• **Work instruction**:
Each line of the data below from the one holding "let reading: SensorReading" to the one holding "impl Default for ReportConfig", inclusive, is to be reproduced exactly; no other line belongs in the answer.

[[ Records, beginning ]]

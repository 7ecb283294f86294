//! Severity Tiers

use serde::{Deserialize, Serialize};
use std::fmt;

/// Alert severity derived from the anomaly score
#[derive(Debug, Clone, Copy, PartialEq, Eq, PartialOrd, Ord, Hash, Serialize, Deserialize)]
#[serde(rename_all = "UPPERCASE")]
pub enum Severity {
    Info,
    Warning,
    Critical,
}

impl Severity {
    /// Classify a score with the default thresholds
    pub fn classify(score: f64) -> Self {
        SeverityThresholds::default().classify(score)
    }

    /// Get string representation
    pub fn as_str(&self) -> &'static str {
        match self {
            Severity::Info => "INFO",
            Severity::Warning => "WARNING",
            Severity::Critical => "CRITICAL",
        }
    }

    /// Parse a tier name, case-insensitively
    pub fn parse(value: &str) -> Option<Self> {
        match value.to_ascii_uppercase().as_str() {
            "INFO" => Some(Severity::Info),
            "WARNING" => Some(Severity::Warning),
            "CRITICAL" => Some(Severity::Critical),
            _ => None,
        }
    }
}

impl fmt::Display for Severity {
    fn fmt(&self, f: &mut fmt::Formatter<'_>) -> fmt::Result {
        f.write_str(self.as_str())
    }
}

/// Score cut-offs; a score strictly below a cut-off reaches that tier
#[derive(Debug, Clone, PartialEq, Serialize, Deserialize)]
#[serde(default)]
pub struct SeverityThresholds {
    /// Scores below this are critical (default: -0.5)
    pub critical_below: f64,
    /// Scores below this are warnings (default: -0.3)
    pub warning_below: f64,
}

impl Default for SeverityThresholds {
    fn default() -> Self {
        Self {
            critical_below: -0.5,
            warning_below: -0.3,
        }
    }
}

impl SeverityThresholds {
    /// Map a score to a tier. Total over all inputs; NaN maps to INFO.
    pub fn classify(&self, score: f64) -> Severity {
        if score < self.critical_below {
            Severity::Critical
        } else if score < self.warning_below {
            Severity::Warning
        } else {
            Severity::Info
        }
    }
}

#[cfg(test)]
mod tests {
    use super::*;
    use proptest::prelude::*;

    #[test]
    fn test_severity_levels() {
        assert_eq!(Severity::classify(-0.6), Severity::Critical);
        assert_eq!(Severity::classify(-0.4), Severity::Warning);
        assert_eq!(Severity::classify(-0.1), Severity::Info);
    }

    #[test]
    fn test_boundaries() {
        assert_eq!(Severity::classify(-0.5), Severity::Warning);
        assert_eq!(Severity::classify(-0.3), Severity::Info);
        assert_eq!(Severity::classify(f64::NAN), Severity::Info);
    }

    #[test]
    fn test_serialized_names() {
        assert_eq!(serde_json::to_string(&Severity::Critical).unwrap(), "\"CRITICAL\"");
        assert_eq!(Severity::parse("warning"), Some(Severity::Warning));
        assert_eq!(Severity::parse("urgent"), None);
    }

    proptest! {
        #[test]
        fn prop_more_negative_is_never_less_severe(a in -1.0f64..0.0, b in -1.0f64..0.0) {
            let (low, high) = if a <= b { (a, b) } else { (b, a) };
            prop_assert!(Severity::classify(low) >= Severity::classify(high));
        }
    }
}
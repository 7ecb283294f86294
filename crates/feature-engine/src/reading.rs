//! Sensor Reading Decoding

use serde::{Deserialize, Serialize};
use thiserror::Error;

/// Errors decoding an inbound reading message
#[derive(Debug, Error)]
pub enum DecodeError {
    /// Payload is not valid UTF-8
    #[error("Payload is not valid UTF-8: {0}")]
    InvalidUtf8(#[from] std::str::Utf8Error),

    /// Payload is not a valid reading document
    #[error("Invalid reading JSON: {0}")]
    InvalidJson(#[from] serde_json::Error),

    /// Missing required field
    #[error("Missing required field: {0}")]
    MissingField(&'static str),
}

/// One timestamped set of measurements from one machine
///
/// Numeric fields absent from the message decode as 0.0. Fields the monitor
/// does not use are ignored.
#[derive(Debug, Clone, PartialEq, Serialize, Deserialize)]
pub struct SensorReading {
    pub machine_id: String,
    /// Producer timestamp (ISO-8601), passed through untouched
    #[serde(default, skip_serializing_if = "Option::is_none")]
    pub timestamp: Option<String>,
    /// Temperature (°C)
    #[serde(default)]
    pub temperature: f64,
    /// Vibration (mm/s)
    #[serde(default)]
    pub vibration: f64,
    /// Current draw (A)
    #[serde(default)]
    pub current: f64,
    /// Pressure (bar)
    #[serde(default)]
    pub pressure: f64,
    #[serde(default)]
    pub rpm: f64,
    #[serde(default, skip_serializing_if = "Option::is_none")]
    pub runtime_hours: Option<f64>,
    /// Simulated degradation percentage reported by the producer
    #[serde(default, skip_serializing_if = "Option::is_none")]
    pub degradation_level: Option<f64>,
}

impl SensorReading {
    /// Create a reading with the five monitored metrics
    pub fn new(
        machine_id: impl Into<String>,
        temperature: f64,
        vibration: f64,
        current: f64,
        pressure: f64,
        rpm: f64,
    ) -> Self {
        Self {
            machine_id: machine_id.into(),
            timestamp: None,
            temperature,
            vibration,
            current,
            pressure,
            rpm,
            runtime_hours: None,
            degradation_level: None,
        }
    }

    /// Attach a producer timestamp
    pub fn with_timestamp(mut self, timestamp: impl Into<String>) -> Self {
        self.timestamp = Some(timestamp.into());
        self
    }

    /// Decode a reading from a raw message payload
    pub fn from_json(payload: &[u8]) -> Result<Self, DecodeError> {
        let text = std::str::from_utf8(payload)?;
        let reading: SensorReading = serde_json::from_str(text)?;
        if reading.machine_id.trim().is_empty() {
            return Err(DecodeError::MissingField("machine_id"));
        }
        Ok(reading)
    }
}
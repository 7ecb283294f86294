//! Storage Layer
//!
//! Bounded per-machine reading windows, the global alert history and the
//! process-wide counters.

mod store;

pub use store::{MachineState, MachineSummary, MonitorStats, WindowStore};

use thiserror::Error;

/// Storage errors
#[derive(Debug, Error)]
pub enum StorageError {
    #[error("Invalid window capacity: {0}")]
    InvalidCapacity(#[from] ring_buffer::BufferError),
}
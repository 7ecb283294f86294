//! Monitor configuration
//!
//! Layered with the `config` crate: built-in defaults, an optional TOML file,
//! then `MONITOR__SECTION__KEY` environment variables.

use alerting::AlertConfig;
use inference_engine::LifecycleConfig;
use mqtt_bridge::MqttConfig;
use serde::{Deserialize, Serialize};
use std::path::Path;
use thiserror::Error;

/// Default configuration file, read only if present
pub const DEFAULT_CONFIG_FILE: &str = "monitor.toml";

/// Configuration errors
#[derive(Debug, Error)]
pub enum SettingsError {
    #[error("Failed to load configuration: {0}")]
    Load(#[from] config::ConfigError),
    #[error("Invalid configuration: {0}")]
    Invalid(String),
}

/// Per-machine window settings
#[derive(Debug, Clone, PartialEq, Serialize, Deserialize)]
#[serde(default)]
pub struct WindowConfig {
    /// Readings kept per machine (default: 50)
    pub history_capacity: usize,
}

impl Default for WindowConfig {
    fn default() -> Self {
        Self {
            history_capacity: 50,
        }
    }
}

/// Periodic statistics summary
#[derive(Debug, Clone, PartialEq, Serialize, Deserialize)]
#[serde(default)]
pub struct ReportConfig {
    pub stats_interval_secs: u64,
}

impl Default for ReportConfig {
    fn default() -> Self {
        Self {
            stats_interval_secs: 30,
        }
    }
}

/// Read-only status API
#[derive(Debug, Clone, PartialEq, Serialize, Deserialize)]
#[serde(default)]
pub struct ApiConfig {
    pub enabled: bool,
    pub bind_addr: String,
}

impl Default for ApiConfig {
    fn default() -> Self {
        Self {
            enabled: true,
            bind_addr: "0.0.0.0:8080".to_string(),
        }
    }
}

/// Log output format
#[derive(Debug, Clone, Copy, Default, PartialEq, Eq, Serialize, Deserialize)]
#[serde(rename_all = "lowercase")]
pub enum LogFormat {
    #[default]
    Pretty,
    Json,
}

/// Complete monitor configuration
#[derive(Debug, Clone, Default, PartialEq, Serialize, Deserialize)]
#[serde(default)]
pub struct AppConfig {
    pub mqtt: MqttConfig,
    pub model: LifecycleConfig,
    pub window: WindowConfig,
    pub alerting: AlertConfig,
    pub report: ReportConfig,
    pub api: ApiConfig,
    /// Prometheus exporter listen address; disabled when unset
    pub metrics_addr: Option<String>,
    pub log_format: LogFormat,
}

impl AppConfig {
    /// Load defaults, then the config file (if it exists), then the environment
    pub fn load(path: Option<&Path>) -> Result<Self, SettingsError> {
        let path = path.unwrap_or_else(|| Path::new(DEFAULT_CONFIG_FILE));

        let settings = config::Config::builder()
            .add_source(config::File::from(path).required(false))
            .add_source(
                config::Environment::with_prefix("MONITOR")
                    .prefix_separator("__")
                    .separator("__")
                    .try_parsing(true),
            )
            .build()?;

        let config: AppConfig = settings.try_deserialize()?;
        config.validate()?;
        Ok(config)
    }

    /// Reject settings the pipeline cannot run with
    pub fn validate(&self) -> Result<(), SettingsError> {
        if self.window.history_capacity == 0 {
            return Err(SettingsError::Invalid(
                "window.history_capacity must be greater than zero".to_string(),
            ));
        }
        if self.model.min_training_samples < 2 {
            return Err(SettingsError::Invalid(
                "model.min_training_samples must be at least 2".to_string(),
            ));
        }
        self.model
            .forest
            .validate()
            .map_err(|e| SettingsError::Invalid(e.to_string()))?;
        if self.mqtt.queue_capacity == 0 {
            return Err(SettingsError::Invalid(
                "mqtt.queue_capacity must be greater than zero".to_string(),
            ));
        }
        if self.report.stats_interval_secs == 0 {
            return Err(SettingsError::Invalid(
                "report.stats_interval_secs must be greater than zero".to_string(),
            ));
        }
        let severity = &self.alerting.severity;
        if severity.critical_below > severity.warning_below {
            return Err(SettingsError::Invalid(format!(
                "alerting.severity.critical_below ({}) must not exceed warning_below ({})",
                severity.critical_below, severity.warning_below
            )));
        }
        Ok(())
    }
}

#[cfg(test)]
mod tests {
    use super::*;
    use std::io::Write;

    #[test]
    fn test_defaults_match_reference_behaviour() {
        let config = AppConfig::default();
        assert_eq!(config.model.min_training_samples, 30);
        assert_eq!(config.model.forest.contamination, 0.15);
        assert_eq!(config.window.history_capacity, 50);
        assert_eq!(config.report.stats_interval_secs, 30);
        assert!(config.validate().is_ok());
    }

    #[test]
    fn test_missing_file_uses_defaults() {
        let dir = tempfile::tempdir().unwrap();
        let config = AppConfig::load(Some(&dir.path().join("absent.toml"))).unwrap();
        assert_eq!(config.mqtt.broker_port, 1883);
    }

    #[test]
    fn test_file_overrides_defaults() {
        let dir = tempfile::tempdir().unwrap();
        let path = dir.path().join("monitor.toml");
        let mut file = std::fs::File::create(&path).unwrap();
        writeln!(
            file,
            r#"
log_format = "json"

[mqtt]
broker_host = "localhost"

[model]
min_training_samples = 50

[model.forest]
n_estimators = 64

[alerting.recommendation]
max_temperature = 75.0
"#
        )
        .unwrap();

        let config = AppConfig::load(Some(&path)).unwrap();
        assert_eq!(config.mqtt.broker_host, "localhost");
        assert_eq!(config.mqtt.broker_port, 1883);
        assert_eq!(config.model.min_training_samples, 50);
        assert_eq!(config.model.forest.n_estimators, 64);
        assert_eq!(config.model.forest.contamination, 0.15);
        assert_eq!(config.alerting.recommendation.max_temperature, 75.0);
        assert_eq!(config.log_format, LogFormat::Json);
    }

    #[test]
    fn test_invalid_values_rejected() {
        let mut config = AppConfig::default();
        config.window.history_capacity = 0;
        assert!(config.validate().is_err());

        let mut config = AppConfig::default();
        config.model.min_training_samples = 1;
        assert!(config.validate().is_err());

        let mut config = AppConfig::default();
        config.model.forest.contamination = 0.7;
        assert!(config.validate().is_err());

        let mut config = AppConfig::default();
        config.alerting.severity.critical_below = -0.1;
        assert!(config.validate().is_err());
    }
}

[[ Records, end ]]

• **Task answer**:
        let reading: SensorReading = serde_json::from_str(text)?;
        if reading.machine_id.trim().is_empty() {
            return Err(DecodeError::MissingField("machine_id"));
        }
        Ok(reading)
    }
}
repository 7ecb283294f86294
//! Storage Layer
//!
//! Bounded per-machine reading windows, the global alert history and the
//! process-wide counters.

mod store;

pub use store::{MachineState, MachineSummary, MonitorStats, WindowStore};

use thiserror::Error;

/// Storage errors
#[derive(Debug, Error)]
pub enum StorageError {
    #[error("Invalid window capacity: {0}")]
    InvalidCapacity(#[from] ring_buffer::BufferError),
}
repository 7ecb283294f86294
//! Monitor configuration
//!
//! Layered with the `config` crate: built-in defaults, an optional TOML file,
//! then `MONITOR__SECTION__KEY` environment variables.

use alerting::AlertConfig;
use inference_engine::LifecycleConfig;
use mqtt_bridge::MqttConfig;
use serde::{Deserialize, Serialize};
use std::path::Path;
use thiserror::Error;

/// Default configuration file, read only if present
pub const DEFAULT_CONFIG_FILE: &str = "monitor.toml";

/// Configuration errors
#[derive(Debug, Error)]
pub enum SettingsError {
    #[error("Failed to load configuration: {0}")]
    Load(#[from] config::ConfigError),
    #[error("Invalid configuration: {0}")]
    Invalid(String),
}

/// Per-machine window settings
#[derive(Debug, Clone, PartialEq, Serialize, Deserialize)]
#[serde(default)]
pub struct WindowConfig {
    /// Readings kept per machine (default: 50)
    pub history_capacity: usize,
}

impl Default for WindowConfig {
    fn default() -> Self {
        Self {
            history_capacity: 50,
        }
    }
}

/// Periodic statistics summary
#[derive(Debug, Clone, PartialEq, Serialize, Deserialize)]
#[serde(default)]
pub struct ReportConfig {
    pub stats_interval_secs: u64,
}

impl Default for ReportConfig {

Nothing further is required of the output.